(Collected data)
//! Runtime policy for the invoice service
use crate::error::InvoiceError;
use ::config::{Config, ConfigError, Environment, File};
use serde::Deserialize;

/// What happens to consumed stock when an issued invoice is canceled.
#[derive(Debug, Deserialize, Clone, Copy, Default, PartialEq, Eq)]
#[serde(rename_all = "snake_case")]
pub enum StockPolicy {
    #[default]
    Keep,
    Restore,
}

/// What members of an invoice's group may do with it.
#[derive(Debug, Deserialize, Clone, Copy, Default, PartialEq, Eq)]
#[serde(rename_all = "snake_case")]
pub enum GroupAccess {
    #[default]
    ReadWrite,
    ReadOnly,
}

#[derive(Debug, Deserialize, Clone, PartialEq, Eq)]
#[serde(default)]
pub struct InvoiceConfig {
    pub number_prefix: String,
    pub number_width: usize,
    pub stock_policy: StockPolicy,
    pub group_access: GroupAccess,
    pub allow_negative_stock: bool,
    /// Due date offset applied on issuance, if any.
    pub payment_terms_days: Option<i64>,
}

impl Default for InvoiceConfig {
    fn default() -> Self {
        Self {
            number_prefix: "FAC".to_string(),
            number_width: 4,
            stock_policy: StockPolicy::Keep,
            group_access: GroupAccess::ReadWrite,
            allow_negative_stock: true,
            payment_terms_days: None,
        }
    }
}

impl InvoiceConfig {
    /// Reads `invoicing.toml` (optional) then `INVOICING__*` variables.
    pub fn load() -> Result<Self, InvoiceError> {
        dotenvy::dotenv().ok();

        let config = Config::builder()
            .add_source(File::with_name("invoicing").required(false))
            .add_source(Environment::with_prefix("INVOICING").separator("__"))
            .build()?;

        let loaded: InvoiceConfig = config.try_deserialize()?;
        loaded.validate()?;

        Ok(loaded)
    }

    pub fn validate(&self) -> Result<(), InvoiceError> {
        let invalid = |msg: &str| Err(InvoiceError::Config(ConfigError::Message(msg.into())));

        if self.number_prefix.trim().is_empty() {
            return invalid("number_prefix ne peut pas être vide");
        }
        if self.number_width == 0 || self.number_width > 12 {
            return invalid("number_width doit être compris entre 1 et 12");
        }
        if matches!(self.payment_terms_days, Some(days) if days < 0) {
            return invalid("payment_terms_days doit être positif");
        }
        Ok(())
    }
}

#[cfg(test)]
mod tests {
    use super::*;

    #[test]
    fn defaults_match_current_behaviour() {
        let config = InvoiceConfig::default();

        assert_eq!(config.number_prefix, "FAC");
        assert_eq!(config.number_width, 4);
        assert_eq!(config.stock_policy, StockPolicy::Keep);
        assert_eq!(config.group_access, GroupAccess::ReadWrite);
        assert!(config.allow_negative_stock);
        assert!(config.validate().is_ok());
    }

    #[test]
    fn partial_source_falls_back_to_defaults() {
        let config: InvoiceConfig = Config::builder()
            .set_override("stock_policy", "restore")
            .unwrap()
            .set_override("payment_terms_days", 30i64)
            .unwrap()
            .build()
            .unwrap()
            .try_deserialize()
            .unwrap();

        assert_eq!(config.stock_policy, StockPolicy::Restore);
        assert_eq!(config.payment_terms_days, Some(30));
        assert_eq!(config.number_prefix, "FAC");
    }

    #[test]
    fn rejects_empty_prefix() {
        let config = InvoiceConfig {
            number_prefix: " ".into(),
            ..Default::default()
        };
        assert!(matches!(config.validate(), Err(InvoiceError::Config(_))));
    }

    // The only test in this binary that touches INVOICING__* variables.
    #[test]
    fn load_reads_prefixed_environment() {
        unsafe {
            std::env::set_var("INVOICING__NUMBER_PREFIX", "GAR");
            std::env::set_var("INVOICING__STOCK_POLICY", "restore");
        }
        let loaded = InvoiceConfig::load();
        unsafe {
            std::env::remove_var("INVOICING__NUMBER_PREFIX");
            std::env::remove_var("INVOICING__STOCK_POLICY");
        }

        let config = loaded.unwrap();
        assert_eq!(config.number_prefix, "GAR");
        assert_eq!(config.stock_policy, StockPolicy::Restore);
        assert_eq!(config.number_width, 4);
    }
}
--
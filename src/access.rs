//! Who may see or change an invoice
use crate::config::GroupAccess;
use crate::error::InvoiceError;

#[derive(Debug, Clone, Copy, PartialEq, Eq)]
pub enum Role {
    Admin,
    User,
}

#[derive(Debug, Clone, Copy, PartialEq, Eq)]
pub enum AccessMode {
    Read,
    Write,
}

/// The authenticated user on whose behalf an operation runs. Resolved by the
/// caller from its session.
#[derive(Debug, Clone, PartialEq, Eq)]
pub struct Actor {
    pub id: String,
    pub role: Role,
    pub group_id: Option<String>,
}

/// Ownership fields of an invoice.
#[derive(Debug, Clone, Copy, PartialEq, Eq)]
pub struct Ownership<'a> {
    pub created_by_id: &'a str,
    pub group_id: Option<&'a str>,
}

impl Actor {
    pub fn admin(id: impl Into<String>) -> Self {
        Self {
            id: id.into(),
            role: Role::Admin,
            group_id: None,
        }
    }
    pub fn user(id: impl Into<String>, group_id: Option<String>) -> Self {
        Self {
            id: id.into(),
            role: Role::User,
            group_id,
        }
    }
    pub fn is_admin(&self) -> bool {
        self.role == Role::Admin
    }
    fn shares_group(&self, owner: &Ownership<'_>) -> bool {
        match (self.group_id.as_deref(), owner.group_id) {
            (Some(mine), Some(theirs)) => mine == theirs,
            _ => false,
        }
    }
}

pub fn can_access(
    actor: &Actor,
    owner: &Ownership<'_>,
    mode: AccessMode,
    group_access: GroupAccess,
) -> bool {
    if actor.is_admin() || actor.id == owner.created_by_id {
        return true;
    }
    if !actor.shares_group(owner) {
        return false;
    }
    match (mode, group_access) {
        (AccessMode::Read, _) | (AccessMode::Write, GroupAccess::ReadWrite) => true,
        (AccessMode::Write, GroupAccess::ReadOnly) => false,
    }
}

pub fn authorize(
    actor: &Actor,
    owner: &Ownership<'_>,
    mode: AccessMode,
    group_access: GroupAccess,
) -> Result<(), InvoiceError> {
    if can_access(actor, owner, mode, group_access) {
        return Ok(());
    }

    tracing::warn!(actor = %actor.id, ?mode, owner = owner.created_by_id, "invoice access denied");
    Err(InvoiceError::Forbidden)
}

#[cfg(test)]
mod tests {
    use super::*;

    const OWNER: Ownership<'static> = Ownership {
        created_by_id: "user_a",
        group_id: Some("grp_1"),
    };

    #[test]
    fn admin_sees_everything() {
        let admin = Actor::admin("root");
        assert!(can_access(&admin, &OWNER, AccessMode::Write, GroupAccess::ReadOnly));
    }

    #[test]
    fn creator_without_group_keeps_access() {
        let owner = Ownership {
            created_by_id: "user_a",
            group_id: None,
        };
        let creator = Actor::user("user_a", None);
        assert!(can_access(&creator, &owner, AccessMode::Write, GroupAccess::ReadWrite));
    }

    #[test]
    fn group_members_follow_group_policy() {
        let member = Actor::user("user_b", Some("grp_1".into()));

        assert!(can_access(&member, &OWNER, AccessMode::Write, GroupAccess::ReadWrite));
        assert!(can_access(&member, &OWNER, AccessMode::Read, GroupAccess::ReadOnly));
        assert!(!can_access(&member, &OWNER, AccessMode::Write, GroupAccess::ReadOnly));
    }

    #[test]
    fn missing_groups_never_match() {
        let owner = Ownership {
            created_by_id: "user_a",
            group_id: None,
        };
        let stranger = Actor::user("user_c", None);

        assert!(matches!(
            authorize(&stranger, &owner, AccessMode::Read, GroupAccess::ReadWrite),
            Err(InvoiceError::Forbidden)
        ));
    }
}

## REQUIRED ACTION
Only lines holding the word "Ownership" are wanted, so copy each of them from the records above.

## THE ANSWER
/// Ownership fields of an invoice.
pub struct Ownership<'a> {
    fn shares_group(&self, owner: &Ownership<'_>) -> bool {
    owner: &Ownership<'_>,
    owner: &Ownership<'_>,
    const OWNER: Ownership<'static> = Ownership {
        let owner = Ownership {
        let owner = Ownership {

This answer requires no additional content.